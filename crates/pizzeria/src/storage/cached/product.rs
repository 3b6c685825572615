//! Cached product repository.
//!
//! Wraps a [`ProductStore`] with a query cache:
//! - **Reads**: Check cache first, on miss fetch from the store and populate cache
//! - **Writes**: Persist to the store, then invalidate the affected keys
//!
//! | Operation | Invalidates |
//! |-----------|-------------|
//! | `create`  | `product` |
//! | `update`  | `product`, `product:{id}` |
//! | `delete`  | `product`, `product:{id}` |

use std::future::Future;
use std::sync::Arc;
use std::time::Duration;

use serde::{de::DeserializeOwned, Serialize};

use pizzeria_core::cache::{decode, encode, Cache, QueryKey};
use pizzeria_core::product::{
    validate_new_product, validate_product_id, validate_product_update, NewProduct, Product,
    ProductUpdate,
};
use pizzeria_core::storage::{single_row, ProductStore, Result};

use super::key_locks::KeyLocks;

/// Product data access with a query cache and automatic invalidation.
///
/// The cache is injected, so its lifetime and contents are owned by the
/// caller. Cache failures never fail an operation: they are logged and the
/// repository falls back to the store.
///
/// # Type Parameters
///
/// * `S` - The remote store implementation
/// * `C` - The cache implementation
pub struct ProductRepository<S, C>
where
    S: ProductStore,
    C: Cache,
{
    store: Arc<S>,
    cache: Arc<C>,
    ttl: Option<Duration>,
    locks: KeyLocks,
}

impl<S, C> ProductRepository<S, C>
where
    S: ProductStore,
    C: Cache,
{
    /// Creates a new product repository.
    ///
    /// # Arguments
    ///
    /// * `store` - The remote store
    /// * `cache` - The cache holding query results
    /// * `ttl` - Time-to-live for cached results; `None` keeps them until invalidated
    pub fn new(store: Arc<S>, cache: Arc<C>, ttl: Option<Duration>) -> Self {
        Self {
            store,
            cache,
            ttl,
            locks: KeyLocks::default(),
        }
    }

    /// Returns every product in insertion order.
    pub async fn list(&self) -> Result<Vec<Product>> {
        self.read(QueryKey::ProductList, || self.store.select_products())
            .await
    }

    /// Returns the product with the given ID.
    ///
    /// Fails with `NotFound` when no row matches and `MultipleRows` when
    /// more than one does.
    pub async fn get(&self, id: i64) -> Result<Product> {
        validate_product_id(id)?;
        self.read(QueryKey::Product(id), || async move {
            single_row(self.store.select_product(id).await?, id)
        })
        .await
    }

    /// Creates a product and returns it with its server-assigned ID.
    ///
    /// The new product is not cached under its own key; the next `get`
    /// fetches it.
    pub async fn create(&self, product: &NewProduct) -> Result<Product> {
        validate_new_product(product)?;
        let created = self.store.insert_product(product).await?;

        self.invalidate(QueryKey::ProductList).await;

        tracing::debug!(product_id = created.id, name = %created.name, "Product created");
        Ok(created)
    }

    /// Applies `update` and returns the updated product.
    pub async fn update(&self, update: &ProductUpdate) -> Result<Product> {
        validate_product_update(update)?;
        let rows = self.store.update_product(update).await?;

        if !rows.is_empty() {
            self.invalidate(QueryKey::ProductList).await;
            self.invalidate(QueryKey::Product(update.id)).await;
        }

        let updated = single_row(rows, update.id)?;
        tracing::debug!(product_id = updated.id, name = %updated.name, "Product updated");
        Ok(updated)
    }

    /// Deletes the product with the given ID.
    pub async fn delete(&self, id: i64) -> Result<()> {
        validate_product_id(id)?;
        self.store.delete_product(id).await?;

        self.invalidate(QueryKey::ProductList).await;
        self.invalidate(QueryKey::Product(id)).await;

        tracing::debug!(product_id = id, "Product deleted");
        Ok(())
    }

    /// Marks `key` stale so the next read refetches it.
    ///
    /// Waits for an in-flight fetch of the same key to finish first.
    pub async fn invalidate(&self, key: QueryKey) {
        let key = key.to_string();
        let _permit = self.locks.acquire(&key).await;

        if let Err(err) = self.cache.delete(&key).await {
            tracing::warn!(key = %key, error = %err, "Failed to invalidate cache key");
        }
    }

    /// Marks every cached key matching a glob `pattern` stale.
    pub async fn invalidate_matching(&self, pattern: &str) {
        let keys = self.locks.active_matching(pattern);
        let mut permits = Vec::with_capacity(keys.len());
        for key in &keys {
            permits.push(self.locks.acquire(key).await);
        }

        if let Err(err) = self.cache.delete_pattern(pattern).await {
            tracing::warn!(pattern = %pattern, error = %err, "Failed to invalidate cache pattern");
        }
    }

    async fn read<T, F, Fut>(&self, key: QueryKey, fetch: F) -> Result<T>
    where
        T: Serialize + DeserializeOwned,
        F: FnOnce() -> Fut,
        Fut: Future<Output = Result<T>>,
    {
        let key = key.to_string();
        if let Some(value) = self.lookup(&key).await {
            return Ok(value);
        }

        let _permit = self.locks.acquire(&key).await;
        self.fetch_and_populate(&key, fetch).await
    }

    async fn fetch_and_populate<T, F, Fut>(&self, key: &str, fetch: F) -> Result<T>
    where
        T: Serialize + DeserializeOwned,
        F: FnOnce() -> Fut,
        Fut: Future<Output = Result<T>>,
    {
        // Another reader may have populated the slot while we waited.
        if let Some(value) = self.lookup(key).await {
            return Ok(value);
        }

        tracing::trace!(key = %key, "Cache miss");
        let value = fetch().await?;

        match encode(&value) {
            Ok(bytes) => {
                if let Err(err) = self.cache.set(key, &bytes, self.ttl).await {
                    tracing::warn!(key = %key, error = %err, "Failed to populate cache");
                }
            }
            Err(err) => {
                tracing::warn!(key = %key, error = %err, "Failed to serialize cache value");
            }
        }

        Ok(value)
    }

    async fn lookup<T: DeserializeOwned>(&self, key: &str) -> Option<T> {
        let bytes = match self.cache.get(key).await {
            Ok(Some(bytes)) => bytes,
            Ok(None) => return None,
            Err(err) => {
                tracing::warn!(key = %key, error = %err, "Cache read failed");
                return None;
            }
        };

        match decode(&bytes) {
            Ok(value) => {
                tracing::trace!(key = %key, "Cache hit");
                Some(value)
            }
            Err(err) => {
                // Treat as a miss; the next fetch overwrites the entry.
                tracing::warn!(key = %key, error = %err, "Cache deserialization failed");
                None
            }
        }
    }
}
^^^^
• Required work: Repeat the records above exactly, from the first line to the last.

• Task solution:
filename crates/pizzeria/src/storage/cached/product.rs
repository 3b6c685825572615
//! Cached product repository.
//!
//! Wraps a [`ProductStore`] with a query cache:
//! - **Reads**: Check cache first, on miss fetch from the store and populate cache
//! - **Writes**: Persist to the store, then invalidate the affected keys
//!
//! | Operation | Invalidates |
//! |-----------|-------------|
//! | `create`  | `product` |
//! | `update`  | `product`, `product:{id}` |
//! | `delete`  | `product`, `product:{id}` |

use std::future::Future;
use std::sync::Arc;
use std::time::Duration;

use serde::{de::DeserializeOwned, Serialize};

use pizzeria_core::cache::{decode, encode, Cache, QueryKey};
use pizzeria_core::product::{
    validate_new_product, validate_product_id, validate_product_update, NewProduct, Product,
    ProductUpdate,
};
use pizzeria_core::storage::{single_row, ProductStore, Result};

use super::key_locks::KeyLocks;

/// Product data access with a query cache and automatic invalidation.
///
/// The cache is injected, so its lifetime and contents are owned by the
/// caller. Cache failures never fail an operation: they are logged and the
/// repository falls back to the store.
///
/// # Type Parameters
///
/// * `S` - The remote store implementation
/// * `C` - The cache implementation
pub struct ProductRepository<S, C>
where
    S: ProductStore,
    C: Cache,
{
    store: Arc<S>,
    cache: Arc<C>,
    ttl: Option<Duration>,
    locks: KeyLocks,
}

impl<S, C> ProductRepository<S, C>
where
    S: ProductStore,
    C: Cache,
{
    /// Creates a new product repository.
    ///
    /// # Arguments
    ///
    /// * `store` - The remote store
    /// * `cache` - The cache holding query results
    /// * `ttl` - Time-to-live for cached results; `None` keeps them until invalidated
    pub fn new(store: Arc<S>, cache: Arc<C>, ttl: Option<Duration>) -> Self {
        Self {
            store,
            cache,
            ttl,
            locks: KeyLocks::default(),
        }
    }

    /// Returns every product in insertion order.
    pub async fn list(&self) -> Result<Vec<Product>> {
        self.read(QueryKey::ProductList, || self.store.select_products())
            .await
    }

    /// Returns the product with the given ID.
    ///
    /// Fails with `NotFound` when no row matches and `MultipleRows` when
    /// more than one does.
    pub async fn get(&self, id: i64) -> Result<Product> {
        validate_product_id(id)?;
        self.read(QueryKey::Product(id), || async move {
            single_row(self.store.select_product(id).await?, id)
        })
        .await
    }

    /// Creates a product and returns it with its server-assigned ID.
    ///
    /// The new product is not cached under its own key; the next `get`
    /// fetches it.
    pub async fn create(&self, product: &NewProduct) -> Result<Product> {
        validate_new_product(product)?;
        let created = self.store.insert_product(product).await?;

        self.invalidate(QueryKey::ProductList).await;

        tracing::debug!(product_id = created.id, name = %created.name, "Product created");
        Ok(created)
    }

    /// Applies `update` and returns the updated product.
    pub async fn update(&self, update: &ProductUpdate) -> Result<Product> {
        validate_product_update(update)?;
        let rows = self.store.update_product(update).await?;

        if !rows.is_empty() {
            self.invalidate(QueryKey::ProductList).await;
            self.invalidate(QueryKey::Product(update.id)).await;
        }

        let updated = single_row(rows, update.id)?;
        tracing::debug!(product_id = updated.id, name = %updated.name, "Product updated");
        Ok(updated)
    }

    /// Deletes the product with the given ID.
    pub async fn delete(&self, id: i64) -> Result<()> {
        validate_product_id(id)?;
        self.store.delete_product(id).await?;

        self.invalidate(QueryKey::ProductList).await;
        self.invalidate(QueryKey::Product(id)).await;

        tracing::debug!(product_id = id, "Product deleted");
        Ok(())
    }

    /// Marks `key` stale so the next read refetches it.
    ///
    /// Waits for an in-flight fetch of the same key to finish first.
    pub async fn invalidate(&self, key: QueryKey) {
        let key = key.to_string();
        let _permit = self.locks.acquire(&key).await;

        if let Err(err) = self.cache.delete(&key).await {
            tracing::warn!(key = %key, error = %err, "Failed to invalidate cache key");
        }
    }

    /// Marks every cached key matching a glob `pattern` stale.
    pub async fn invalidate_matching(&self, pattern: &str) {
        let keys = self.locks.active_matching(pattern);
        let mut permits = Vec::with_capacity(keys.len());
        for key in &keys {
            permits.push(self.locks.acquire(key).await);
        }

        if let Err(err) = self.cache.delete_pattern(pattern).await {
            tracing::warn!(pattern = %pattern, error = %err, "Failed to invalidate cache pattern");
        }
    }

    async fn read<T, F, Fut>(&self, key: QueryKey, fetch: F) -> Result<T>
    where
        T: Serialize + DeserializeOwned,
        F: FnOnce() -> Fut,
        Fut: Future<Output = Result<T>>,
    {
        let key = key.to_string();
        if let Some(value) = self.lookup(&key).await {
            return Ok(value);
        }

        let _permit = self.locks.acquire(&key).await;
        self.fetch_and_populate(&key, fetch).await
    }

    async fn fetch_and_populate<T, F, Fut>(&self, key: &str, fetch: F) -> Result<T>
    where
        T: Serialize + DeserializeOwned,
        F: FnOnce() -> Fut,
        Fut: Future<Output = Result<T>>,
    {
        // Another reader may have populated the slot while we waited.
        if let Some(value) = self.lookup(key).await {
            return Ok(value);
        }

        tracing::trace!(key = %key, "Cache miss");
        let value = fetch().await?;

        match encode(&value) {
            Ok(bytes) => {
                if let Err(err) = self.cache.set(key, &bytes, self.ttl).await {
                    tracing::warn!(key = %key, error = %err, "Failed to populate cache");
                }
            }
            Err(err) => {
                tracing::warn!(key = %key, error = %err, "Failed to serialize cache value");
            }
        }

        Ok(value)
    }

    async fn lookup<T: DeserializeOwned>(&self, key: &str) -> Option<T> {
        let bytes = match self.cache.get(key).await {
            Ok(Some(bytes)) => bytes,
            Ok(None) => return None,
            Err(err) => {
                tracing::warn!(key = %key, error = %err, "Cache read failed");
                return None;
            }
        };

        match decode(&bytes) {
            Ok(value) => {
                tracing::trace!(key = %key, "Cache hit");
                Some(value)
            }
            Err(err) => {
                // Treat as a miss; the next fetch overwrites the entry.
                tracing::warn!(key = %key, error = %err, "Cache deserialization failed");
                None
            }
        }
    }
}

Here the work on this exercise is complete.